Could you find every line in the records below that contains the word "StatsHistoryResponse" and copy it?
[[ Supplied entries open ]]
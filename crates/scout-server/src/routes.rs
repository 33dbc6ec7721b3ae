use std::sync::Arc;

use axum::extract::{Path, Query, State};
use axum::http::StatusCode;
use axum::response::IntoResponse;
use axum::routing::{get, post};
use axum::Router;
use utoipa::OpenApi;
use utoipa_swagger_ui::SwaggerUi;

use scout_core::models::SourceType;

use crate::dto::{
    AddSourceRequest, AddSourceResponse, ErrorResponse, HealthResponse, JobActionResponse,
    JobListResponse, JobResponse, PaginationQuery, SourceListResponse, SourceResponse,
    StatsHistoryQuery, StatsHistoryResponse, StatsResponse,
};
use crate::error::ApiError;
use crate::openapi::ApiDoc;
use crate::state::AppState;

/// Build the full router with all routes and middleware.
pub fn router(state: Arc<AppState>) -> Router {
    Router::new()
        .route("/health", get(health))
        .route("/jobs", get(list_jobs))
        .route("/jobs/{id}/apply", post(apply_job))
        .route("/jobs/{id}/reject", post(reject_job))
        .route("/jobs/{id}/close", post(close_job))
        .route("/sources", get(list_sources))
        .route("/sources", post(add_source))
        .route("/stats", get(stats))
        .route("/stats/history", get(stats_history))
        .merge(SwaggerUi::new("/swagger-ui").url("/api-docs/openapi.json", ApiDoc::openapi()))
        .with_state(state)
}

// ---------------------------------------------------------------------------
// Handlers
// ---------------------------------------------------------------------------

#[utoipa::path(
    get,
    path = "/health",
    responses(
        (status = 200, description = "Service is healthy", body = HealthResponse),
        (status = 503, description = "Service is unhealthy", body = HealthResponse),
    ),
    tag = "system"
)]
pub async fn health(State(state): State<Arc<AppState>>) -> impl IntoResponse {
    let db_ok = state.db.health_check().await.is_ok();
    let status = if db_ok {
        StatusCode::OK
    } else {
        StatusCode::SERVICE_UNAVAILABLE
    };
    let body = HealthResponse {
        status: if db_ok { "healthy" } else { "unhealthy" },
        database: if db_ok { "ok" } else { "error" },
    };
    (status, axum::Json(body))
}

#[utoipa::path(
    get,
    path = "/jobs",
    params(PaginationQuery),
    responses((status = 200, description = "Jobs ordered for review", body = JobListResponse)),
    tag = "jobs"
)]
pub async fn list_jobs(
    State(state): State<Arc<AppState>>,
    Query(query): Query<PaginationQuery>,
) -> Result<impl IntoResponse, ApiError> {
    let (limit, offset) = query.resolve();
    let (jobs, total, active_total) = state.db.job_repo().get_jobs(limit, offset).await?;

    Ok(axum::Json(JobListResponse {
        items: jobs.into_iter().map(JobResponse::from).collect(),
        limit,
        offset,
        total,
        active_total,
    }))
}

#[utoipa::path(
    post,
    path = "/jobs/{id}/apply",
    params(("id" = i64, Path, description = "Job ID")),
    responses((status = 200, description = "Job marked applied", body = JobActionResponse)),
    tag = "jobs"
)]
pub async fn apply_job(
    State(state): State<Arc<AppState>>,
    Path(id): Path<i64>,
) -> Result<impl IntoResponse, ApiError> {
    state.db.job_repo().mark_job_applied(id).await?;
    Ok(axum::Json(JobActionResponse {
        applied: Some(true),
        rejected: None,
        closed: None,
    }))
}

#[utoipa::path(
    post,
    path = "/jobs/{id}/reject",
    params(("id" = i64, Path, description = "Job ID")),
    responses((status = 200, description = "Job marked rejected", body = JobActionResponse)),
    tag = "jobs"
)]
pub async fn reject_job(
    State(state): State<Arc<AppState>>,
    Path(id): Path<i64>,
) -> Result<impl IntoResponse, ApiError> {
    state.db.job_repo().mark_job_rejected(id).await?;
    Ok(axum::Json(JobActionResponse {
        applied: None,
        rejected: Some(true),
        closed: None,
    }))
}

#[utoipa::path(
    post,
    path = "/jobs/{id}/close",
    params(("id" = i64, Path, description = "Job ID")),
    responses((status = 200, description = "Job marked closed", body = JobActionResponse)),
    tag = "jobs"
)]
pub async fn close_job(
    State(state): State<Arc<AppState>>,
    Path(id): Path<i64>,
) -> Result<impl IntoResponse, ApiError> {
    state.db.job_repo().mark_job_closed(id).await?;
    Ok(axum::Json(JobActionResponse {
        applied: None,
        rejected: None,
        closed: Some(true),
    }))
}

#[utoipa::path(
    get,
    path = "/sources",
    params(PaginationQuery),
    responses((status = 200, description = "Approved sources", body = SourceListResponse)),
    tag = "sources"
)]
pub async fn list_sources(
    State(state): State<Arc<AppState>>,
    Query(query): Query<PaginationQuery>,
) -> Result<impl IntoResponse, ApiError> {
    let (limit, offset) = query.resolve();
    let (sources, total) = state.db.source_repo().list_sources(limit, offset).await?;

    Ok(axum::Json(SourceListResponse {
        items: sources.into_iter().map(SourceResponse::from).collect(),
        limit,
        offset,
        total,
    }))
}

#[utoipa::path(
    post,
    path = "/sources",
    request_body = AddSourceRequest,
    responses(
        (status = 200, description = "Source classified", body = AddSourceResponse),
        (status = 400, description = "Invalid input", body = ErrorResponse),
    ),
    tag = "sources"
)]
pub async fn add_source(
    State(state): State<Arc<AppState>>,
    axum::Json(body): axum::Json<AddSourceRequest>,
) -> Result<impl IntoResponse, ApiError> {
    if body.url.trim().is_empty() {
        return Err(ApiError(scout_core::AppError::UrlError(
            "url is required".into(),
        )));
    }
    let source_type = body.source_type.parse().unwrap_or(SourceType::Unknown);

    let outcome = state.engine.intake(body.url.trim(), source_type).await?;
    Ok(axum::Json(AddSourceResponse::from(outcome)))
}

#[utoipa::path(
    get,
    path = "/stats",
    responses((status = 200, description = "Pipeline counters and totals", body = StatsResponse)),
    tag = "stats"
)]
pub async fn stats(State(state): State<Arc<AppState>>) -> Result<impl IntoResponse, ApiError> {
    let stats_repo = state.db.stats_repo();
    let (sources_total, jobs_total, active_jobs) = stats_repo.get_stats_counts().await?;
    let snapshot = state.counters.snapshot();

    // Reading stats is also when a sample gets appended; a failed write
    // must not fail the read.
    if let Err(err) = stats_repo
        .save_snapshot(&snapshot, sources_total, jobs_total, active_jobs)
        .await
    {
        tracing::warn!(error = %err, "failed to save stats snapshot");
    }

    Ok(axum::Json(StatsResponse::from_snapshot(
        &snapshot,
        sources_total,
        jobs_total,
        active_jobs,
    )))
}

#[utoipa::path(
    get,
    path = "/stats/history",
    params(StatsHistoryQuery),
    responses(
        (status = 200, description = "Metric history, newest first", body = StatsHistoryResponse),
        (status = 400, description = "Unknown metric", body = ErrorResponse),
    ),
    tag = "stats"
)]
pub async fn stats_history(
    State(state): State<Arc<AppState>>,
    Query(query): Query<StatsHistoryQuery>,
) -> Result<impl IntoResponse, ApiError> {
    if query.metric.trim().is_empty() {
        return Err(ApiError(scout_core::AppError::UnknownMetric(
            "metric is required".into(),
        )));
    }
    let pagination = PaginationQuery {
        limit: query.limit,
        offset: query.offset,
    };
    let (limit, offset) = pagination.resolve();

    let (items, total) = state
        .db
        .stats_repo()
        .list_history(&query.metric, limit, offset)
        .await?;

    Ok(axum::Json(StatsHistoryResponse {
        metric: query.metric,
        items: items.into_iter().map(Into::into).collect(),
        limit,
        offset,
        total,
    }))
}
[[ Supplied entries closed ]]
[[ Supplied entries open ]]
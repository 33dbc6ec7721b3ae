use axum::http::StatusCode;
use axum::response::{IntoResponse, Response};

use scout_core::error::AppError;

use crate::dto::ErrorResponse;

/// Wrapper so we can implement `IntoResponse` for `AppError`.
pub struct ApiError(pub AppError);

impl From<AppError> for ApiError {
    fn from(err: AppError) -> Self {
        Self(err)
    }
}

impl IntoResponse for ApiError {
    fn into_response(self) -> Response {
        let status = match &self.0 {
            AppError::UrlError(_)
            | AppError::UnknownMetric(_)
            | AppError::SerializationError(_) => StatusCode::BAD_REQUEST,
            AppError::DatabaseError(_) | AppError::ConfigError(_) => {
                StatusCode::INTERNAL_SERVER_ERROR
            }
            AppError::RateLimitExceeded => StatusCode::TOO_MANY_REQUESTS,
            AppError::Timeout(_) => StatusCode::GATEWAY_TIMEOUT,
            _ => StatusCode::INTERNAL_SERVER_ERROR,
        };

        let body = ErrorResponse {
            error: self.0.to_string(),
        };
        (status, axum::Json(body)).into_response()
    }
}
[[ Supplied entries closed ]]
**Problem solution**:
    StatsHistoryQuery, StatsHistoryResponse, StatsResponse,
        (status = 200, description = "Metric history, newest first", body = StatsHistoryResponse),
    Ok(axum::Json(StatsHistoryResponse {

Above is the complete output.